9 of 10 people found the following review helpful:
5.0 out of 5 stars Very Accessible And Entertaining, July 26, 2004
By 
E. Richards "Herself" (Alone with my thoughts) - See all my reviews
(REAL NAME)   
This review is from: Becoming a Tiger: How Baby Animals Learn to Live in the Wild (Hardcover)
Ms McCarthy assembled this book based on research about animal learning patterns. Most of this research is based on readings of scientific reports and journals and some is based on her conversations with experts in various animal-related fields. The result is a compendium of anecdotes and excerpts rendered into a witty and accessible form for the layperson.

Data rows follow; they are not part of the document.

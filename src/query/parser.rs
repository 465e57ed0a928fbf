use super::ast::{Operator, Value};
use super::filter::Filter;
use thiserror::Error;

#[derive(Debug, Clone, PartialEq, Eq, Error)]
pub enum ParseError {
    #[error("unmatched quote {quote} opened at position {pos}")]
    UnterminatedQuote { quote: char, pos: usize },

    #[error("unexpected end of string after escape at position {pos}")]
    DanglingEscape { pos: usize },

    #[error("invalid filter '{token}': expected key:OPvalue")]
    MissingColon { token: String },

    #[error("invalid filter '{token}': empty key")]
    EmptyKey { token: String },

    #[error("invalid filter '{token}': expected operator (=, !=, <, <=, >, >=, %)")]
    UnknownOperator { token: String },

    #[error("invalid filter '{token}': missing value")]
    MissingValue { token: String },
}

#[derive(Debug, Clone, Copy, PartialEq, Eq)]
enum Quoting {
    Bare,
    Single,
    Double,
}

#[derive(Debug, Clone, Copy, PartialEq, Eq)]
enum State {
    Normal,
    InSingleQuote,
    InDoubleQuote,
    /// After a backslash; resumes the given quoting once a character is taken.
    Escaped(Quoting),
}

impl State {
    fn resume(quoting: Quoting) -> State {
        match quoting {
            Quoting::Bare => State::Normal,
            Quoting::Single => State::InSingleQuote,
            Quoting::Double => State::InDoubleQuote,
        }
    }
}

/// One whitespace-separated clause with quotes and escapes resolved.
#[derive(Debug, Clone, PartialEq, Eq)]
struct Token {
    text: String,
    /// Byte offset in `text` where the most recent quoted section began.
    quoted_from: Option<usize>,
}

struct Tokenizer {
    state: State,
    tokens: Vec<Token>,
    current: String,
    quoted_from: Option<usize>,
    /// Input position of the open quote or pending escape, for errors.
    mark: usize,
}

impl Tokenizer {
    fn new() -> Self {
        Self {
            state: State::Normal,
            tokens: Vec::new(),
            current: String::new(),
            quoted_from: None,
            mark: 0,
        }
    }

    fn run(mut self, input: &str) -> Result<Vec<Token>, ParseError> {
        for (pos, c) in input.char_indices() {
            self.state = match (self.state, c) {
                (State::Escaped(quoting), c) => {
                    self.current.push(c);
                    State::resume(quoting)
                }
                (State::Normal, c) if c.is_whitespace() => {
                    self.finish_token();
                    State::Normal
                }
                (State::Normal, '\\') => self.escape(pos, Quoting::Bare),
                (State::Normal, '\'') => self.open_quote(pos, State::InSingleQuote),
                (State::Normal, '"') => self.open_quote(pos, State::InDoubleQuote),
                (State::InSingleQuote, '\\') => self.escape(pos, Quoting::Single),
                (State::InDoubleQuote, '\\') => self.escape(pos, Quoting::Double),
                (State::InSingleQuote, '\'') | (State::InDoubleQuote, '"') => State::Normal,
                (state, c) => {
                    self.current.push(c);
                    state
                }
            };
        }

        match self.state {
            State::Normal => {
                self.finish_token();
                Ok(self.tokens)
            }
            State::InSingleQuote => Err(ParseError::UnterminatedQuote {
                quote: '\'',
                pos: self.mark,
            }),
            State::InDoubleQuote => Err(ParseError::UnterminatedQuote {
                quote: '"',
                pos: self.mark,
            }),
            State::Escaped(_) => Err(ParseError::DanglingEscape { pos: self.mark }),
        }
    }

    fn escape(&mut self, pos: usize, quoting: Quoting) -> State {
        self.mark = pos;
        State::Escaped(quoting)
    }

    fn open_quote(&mut self, pos: usize, state: State) -> State {
        self.mark = pos;
        self.quoted_from = Some(self.current.len());
        state
    }

    fn finish_token(&mut self) {
        // Whitespace runs and a lone `""` leave nothing to parse.
        if self.current.is_empty() {
            self.quoted_from = None;
            return;
        }
        self.tokens.push(Token {
            text: std::mem::take(&mut self.current),
            quoted_from: self.quoted_from.take(),
        });
    }
}

fn tokenize(input: &str) -> Result<Vec<Token>, ParseError> {
    Tokenizer::new().run(input)
}

fn parse_clause(token: &Token) -> Result<(String, Operator, Value), ParseError> {
    let Some((key, rest)) = token.text.split_once(':') else {
        return Err(ParseError::MissingColon {
            token: token.text.clone(),
        });
    };

    if key.is_empty() {
        return Err(ParseError::EmptyKey {
            token: token.text.clone(),
        });
    }

    let Some((op, operand)) = Operator::split_prefix(rest) else {
        return Err(ParseError::UnknownOperator {
            token: token.text.clone(),
        });
    };

    let operand_start = key.len() + 1;
    let quoted = token.quoted_from.is_some_and(|at| at >= operand_start);

    let value = if quoted {
        Value::Text(operand.to_string())
    } else if operand.is_empty() {
        return Err(ParseError::MissingValue {
            token: token.text.clone(),
        });
    } else {
        Value::infer(operand)
    };

    Ok((key.to_string(), op, value))
}

/// Parses filter text. Every clause is appended, so repeated keys and
/// operators all survive.
pub fn parse(input: &str) -> Result<Filter, ParseError> {
    tokenize(input)?
        .iter()
        .try_fold(Filter::new(), |filter, token| {
            let (key, op, value) = parse_clause(token)?;
            Ok(filter.add(key, op, value))
        })
}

Normally, scientific literature can be pretty arcane and not exactly snappy reading. Ms. McCarthy flavors her excerpts with witty parenthetical commentary and questions that, in no way, detract from the matter at hand.

She covers not just tigers, but birds (her favorite seems to be a very clever parrot species called the kea), primates, and other mammals. She describes interesting stories about how young animals practice behavior when no one is looking (such as baby birds who test vocalize sotto voce), animal cultures (where one troop of primates would suddenly start performing some behaviors while other troops would not), and how animals need to see members of their own kind in order to socialize and mate later on.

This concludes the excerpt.